WORK REQUEST: Go through the records and show each line where the word "Router" occurs.

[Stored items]
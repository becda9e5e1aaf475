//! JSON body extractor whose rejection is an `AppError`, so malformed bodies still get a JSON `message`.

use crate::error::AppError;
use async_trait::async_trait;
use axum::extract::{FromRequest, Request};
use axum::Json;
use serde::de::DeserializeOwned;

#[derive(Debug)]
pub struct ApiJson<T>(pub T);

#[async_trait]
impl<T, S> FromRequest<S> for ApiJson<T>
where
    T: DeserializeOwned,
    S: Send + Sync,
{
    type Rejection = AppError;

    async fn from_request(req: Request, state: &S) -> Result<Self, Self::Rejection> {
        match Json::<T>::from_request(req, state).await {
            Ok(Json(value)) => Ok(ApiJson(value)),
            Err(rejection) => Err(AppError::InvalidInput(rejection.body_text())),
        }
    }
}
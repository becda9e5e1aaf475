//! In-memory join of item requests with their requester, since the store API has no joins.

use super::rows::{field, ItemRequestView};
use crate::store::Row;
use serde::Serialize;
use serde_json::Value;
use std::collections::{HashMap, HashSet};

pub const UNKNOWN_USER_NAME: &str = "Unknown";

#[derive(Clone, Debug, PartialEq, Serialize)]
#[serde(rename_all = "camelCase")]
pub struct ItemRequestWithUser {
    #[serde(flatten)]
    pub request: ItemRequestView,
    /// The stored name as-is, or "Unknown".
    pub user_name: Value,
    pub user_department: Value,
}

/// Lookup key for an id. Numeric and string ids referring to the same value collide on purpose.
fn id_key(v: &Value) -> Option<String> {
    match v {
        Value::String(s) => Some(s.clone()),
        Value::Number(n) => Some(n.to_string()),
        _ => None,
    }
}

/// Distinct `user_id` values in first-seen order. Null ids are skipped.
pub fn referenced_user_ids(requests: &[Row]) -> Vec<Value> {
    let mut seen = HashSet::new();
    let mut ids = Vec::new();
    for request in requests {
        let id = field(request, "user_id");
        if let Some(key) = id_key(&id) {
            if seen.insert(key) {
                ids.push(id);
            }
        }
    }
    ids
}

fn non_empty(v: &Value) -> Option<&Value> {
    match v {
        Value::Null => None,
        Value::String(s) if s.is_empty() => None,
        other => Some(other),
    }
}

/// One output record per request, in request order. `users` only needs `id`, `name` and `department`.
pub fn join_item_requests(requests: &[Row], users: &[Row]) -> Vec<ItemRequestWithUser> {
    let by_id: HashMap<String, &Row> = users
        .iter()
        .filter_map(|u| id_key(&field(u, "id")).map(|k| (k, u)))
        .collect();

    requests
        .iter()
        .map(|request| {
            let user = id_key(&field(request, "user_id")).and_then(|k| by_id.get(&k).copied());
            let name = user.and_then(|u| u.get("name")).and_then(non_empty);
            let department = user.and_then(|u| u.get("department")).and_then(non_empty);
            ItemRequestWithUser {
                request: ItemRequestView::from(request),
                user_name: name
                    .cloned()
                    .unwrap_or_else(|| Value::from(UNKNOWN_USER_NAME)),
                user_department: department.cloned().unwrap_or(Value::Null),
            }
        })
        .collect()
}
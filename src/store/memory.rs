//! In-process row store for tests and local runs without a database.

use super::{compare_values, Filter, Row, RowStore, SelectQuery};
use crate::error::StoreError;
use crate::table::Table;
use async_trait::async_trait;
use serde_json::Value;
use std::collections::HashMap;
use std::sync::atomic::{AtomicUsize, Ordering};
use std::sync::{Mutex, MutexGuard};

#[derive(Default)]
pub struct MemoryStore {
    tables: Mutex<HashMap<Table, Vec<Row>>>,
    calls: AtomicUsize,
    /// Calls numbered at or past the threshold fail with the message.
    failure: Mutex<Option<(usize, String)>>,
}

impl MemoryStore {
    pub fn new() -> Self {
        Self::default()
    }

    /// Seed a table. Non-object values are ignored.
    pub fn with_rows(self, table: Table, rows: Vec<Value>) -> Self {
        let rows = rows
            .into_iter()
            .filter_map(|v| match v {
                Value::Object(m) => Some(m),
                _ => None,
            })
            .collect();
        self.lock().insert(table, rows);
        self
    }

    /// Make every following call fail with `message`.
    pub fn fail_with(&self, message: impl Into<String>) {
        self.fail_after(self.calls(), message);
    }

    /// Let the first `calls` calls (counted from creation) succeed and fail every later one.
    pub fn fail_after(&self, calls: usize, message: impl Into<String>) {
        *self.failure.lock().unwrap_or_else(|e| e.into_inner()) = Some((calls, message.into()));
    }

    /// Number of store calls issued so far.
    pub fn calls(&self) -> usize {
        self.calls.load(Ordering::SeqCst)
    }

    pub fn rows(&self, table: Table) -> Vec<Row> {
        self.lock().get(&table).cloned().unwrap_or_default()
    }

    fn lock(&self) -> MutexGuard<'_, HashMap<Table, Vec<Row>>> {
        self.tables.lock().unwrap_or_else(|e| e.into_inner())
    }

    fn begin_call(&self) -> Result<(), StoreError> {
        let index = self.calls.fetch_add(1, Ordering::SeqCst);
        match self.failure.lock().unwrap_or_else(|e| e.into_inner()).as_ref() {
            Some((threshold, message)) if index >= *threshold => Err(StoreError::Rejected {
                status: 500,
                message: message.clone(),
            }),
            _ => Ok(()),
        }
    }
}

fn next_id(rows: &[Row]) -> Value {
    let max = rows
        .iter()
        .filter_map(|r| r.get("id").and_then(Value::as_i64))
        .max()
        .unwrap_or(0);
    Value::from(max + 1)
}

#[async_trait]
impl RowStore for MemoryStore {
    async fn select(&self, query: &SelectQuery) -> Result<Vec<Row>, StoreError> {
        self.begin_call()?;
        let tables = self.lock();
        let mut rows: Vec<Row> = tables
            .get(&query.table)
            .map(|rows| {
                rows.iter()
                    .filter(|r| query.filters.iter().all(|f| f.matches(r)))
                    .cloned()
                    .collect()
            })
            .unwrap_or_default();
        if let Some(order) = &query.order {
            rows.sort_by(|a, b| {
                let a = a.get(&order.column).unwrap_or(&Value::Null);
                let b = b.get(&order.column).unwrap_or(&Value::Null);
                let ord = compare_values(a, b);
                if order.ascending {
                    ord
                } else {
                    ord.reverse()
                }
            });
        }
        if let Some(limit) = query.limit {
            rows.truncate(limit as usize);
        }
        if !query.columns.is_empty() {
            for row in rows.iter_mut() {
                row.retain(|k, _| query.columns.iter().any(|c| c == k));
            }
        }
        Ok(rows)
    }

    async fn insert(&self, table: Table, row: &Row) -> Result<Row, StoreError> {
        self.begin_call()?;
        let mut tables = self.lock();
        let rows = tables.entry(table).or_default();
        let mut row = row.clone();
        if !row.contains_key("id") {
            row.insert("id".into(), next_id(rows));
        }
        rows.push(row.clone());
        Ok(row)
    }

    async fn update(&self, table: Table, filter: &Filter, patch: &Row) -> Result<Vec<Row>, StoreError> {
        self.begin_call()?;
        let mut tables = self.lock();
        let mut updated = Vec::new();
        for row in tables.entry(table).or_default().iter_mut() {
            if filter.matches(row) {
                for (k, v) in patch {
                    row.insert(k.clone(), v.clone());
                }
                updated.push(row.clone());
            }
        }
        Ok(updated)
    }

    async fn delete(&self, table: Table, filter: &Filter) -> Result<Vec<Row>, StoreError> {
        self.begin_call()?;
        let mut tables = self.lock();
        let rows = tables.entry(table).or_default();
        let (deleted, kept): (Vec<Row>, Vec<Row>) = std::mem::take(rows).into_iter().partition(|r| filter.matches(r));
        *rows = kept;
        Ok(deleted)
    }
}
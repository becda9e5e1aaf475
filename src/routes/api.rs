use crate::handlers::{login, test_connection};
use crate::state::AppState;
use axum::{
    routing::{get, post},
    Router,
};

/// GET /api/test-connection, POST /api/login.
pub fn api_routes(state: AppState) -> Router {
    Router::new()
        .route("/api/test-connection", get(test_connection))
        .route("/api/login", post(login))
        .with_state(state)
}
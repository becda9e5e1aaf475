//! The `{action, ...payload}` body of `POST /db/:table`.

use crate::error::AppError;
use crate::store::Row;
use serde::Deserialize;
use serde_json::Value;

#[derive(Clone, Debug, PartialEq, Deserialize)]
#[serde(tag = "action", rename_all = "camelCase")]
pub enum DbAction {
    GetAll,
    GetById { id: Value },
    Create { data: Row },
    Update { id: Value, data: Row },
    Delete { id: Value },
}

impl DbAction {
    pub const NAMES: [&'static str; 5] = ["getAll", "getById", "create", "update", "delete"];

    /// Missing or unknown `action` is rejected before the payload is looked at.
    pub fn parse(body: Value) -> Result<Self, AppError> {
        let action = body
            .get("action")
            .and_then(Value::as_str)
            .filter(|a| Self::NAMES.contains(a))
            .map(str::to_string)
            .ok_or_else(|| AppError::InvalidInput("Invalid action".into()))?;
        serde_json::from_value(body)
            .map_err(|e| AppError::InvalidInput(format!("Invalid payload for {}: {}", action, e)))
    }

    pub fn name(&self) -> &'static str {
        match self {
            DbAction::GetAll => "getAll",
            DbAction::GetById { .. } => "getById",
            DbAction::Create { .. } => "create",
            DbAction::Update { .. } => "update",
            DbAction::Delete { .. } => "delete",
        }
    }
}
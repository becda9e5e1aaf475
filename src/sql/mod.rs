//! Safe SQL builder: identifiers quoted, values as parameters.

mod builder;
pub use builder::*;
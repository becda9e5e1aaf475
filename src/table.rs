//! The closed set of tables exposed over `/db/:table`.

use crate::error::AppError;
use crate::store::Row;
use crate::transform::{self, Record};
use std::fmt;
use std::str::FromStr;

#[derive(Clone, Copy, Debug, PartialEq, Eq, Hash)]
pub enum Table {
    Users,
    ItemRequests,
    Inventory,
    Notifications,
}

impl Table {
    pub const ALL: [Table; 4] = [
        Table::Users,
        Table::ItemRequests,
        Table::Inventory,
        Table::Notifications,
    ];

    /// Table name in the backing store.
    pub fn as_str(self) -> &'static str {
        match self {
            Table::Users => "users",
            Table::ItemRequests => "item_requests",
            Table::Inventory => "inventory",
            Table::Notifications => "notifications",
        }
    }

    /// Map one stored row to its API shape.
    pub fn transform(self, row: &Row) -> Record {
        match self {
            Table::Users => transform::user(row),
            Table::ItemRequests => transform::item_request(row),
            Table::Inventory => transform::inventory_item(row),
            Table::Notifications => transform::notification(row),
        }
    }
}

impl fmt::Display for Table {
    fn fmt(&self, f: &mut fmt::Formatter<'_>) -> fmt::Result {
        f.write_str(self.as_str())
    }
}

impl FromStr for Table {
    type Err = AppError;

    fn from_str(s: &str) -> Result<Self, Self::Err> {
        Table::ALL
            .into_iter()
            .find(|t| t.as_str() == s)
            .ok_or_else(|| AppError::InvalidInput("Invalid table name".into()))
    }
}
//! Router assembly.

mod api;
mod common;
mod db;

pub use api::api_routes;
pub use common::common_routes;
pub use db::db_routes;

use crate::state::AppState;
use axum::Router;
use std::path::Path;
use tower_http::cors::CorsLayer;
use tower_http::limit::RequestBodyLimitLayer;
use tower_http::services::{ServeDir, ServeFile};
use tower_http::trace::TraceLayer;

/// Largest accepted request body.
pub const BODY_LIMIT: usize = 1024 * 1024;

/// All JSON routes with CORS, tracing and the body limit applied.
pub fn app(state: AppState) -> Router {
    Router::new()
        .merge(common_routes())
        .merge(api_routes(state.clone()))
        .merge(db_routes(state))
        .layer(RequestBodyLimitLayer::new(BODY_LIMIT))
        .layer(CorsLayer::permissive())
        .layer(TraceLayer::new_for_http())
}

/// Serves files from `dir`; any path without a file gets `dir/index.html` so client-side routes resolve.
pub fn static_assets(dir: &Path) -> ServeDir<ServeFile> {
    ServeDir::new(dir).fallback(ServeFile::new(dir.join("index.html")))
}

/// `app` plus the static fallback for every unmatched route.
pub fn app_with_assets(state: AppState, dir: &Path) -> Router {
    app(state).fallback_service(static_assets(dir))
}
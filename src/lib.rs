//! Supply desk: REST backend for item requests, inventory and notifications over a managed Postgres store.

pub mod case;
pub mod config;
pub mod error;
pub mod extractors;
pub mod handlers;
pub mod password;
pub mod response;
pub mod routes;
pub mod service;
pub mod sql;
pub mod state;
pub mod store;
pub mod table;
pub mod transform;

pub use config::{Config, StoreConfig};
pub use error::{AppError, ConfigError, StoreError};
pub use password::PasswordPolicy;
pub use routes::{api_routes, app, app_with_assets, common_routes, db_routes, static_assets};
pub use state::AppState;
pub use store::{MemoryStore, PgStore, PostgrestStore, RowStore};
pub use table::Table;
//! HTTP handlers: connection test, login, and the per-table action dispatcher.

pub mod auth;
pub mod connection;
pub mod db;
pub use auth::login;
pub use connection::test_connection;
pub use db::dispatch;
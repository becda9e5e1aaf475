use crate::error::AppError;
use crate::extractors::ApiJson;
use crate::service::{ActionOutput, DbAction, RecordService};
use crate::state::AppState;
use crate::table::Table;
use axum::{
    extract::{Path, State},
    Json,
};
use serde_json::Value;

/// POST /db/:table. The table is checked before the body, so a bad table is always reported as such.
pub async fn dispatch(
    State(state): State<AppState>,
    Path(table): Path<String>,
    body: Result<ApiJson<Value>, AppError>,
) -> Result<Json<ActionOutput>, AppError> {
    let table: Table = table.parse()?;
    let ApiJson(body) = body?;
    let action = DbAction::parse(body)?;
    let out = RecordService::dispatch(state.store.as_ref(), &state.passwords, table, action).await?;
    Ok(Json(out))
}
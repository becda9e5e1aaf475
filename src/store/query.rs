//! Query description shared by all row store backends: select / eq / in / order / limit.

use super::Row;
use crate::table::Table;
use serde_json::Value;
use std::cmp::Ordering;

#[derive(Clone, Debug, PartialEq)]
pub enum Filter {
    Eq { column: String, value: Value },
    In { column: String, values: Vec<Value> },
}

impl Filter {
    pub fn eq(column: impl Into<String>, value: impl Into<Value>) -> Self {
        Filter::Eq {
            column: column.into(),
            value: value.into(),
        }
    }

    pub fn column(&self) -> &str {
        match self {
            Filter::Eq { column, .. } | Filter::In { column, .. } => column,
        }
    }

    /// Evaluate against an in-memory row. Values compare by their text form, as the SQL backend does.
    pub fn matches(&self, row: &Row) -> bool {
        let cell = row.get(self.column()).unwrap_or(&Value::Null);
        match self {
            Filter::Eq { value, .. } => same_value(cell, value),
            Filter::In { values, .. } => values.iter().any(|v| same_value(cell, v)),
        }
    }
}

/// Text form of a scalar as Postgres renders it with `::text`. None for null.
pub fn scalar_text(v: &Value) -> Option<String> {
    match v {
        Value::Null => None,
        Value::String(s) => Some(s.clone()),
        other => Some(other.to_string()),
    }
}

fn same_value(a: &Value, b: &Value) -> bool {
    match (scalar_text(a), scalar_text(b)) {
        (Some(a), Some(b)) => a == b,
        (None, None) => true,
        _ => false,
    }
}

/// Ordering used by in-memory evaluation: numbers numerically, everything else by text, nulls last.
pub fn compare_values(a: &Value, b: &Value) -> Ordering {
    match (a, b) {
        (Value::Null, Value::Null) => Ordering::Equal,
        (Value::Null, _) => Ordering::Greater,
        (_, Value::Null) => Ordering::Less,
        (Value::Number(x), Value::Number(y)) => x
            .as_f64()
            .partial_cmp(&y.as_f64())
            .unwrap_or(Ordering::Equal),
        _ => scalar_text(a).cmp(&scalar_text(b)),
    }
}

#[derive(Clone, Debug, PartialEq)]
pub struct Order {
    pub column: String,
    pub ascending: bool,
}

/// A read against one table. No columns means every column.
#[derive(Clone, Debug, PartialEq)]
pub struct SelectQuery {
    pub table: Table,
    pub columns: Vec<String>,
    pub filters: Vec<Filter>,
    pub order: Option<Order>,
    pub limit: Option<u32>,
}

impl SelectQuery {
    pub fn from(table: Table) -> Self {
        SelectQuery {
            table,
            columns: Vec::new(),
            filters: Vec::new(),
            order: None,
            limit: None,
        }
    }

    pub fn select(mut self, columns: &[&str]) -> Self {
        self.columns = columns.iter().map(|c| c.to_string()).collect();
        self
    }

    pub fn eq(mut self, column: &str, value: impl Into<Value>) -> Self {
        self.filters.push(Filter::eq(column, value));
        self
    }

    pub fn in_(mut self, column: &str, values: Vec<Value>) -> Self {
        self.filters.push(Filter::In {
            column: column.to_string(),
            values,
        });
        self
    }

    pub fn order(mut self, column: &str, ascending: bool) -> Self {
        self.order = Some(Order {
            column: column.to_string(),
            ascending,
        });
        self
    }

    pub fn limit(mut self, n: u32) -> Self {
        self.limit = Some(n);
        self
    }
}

EXERCISE SOLUTION:
    Router,
pub fn api_routes(state: AppState) -> Router {
    Router::new()
//! Router assembly.
use axum::Router;
pub fn app(state: AppState) -> Router {
    Router::new()
pub fn app_with_assets(state: AppState, dir: &Path) -> Router {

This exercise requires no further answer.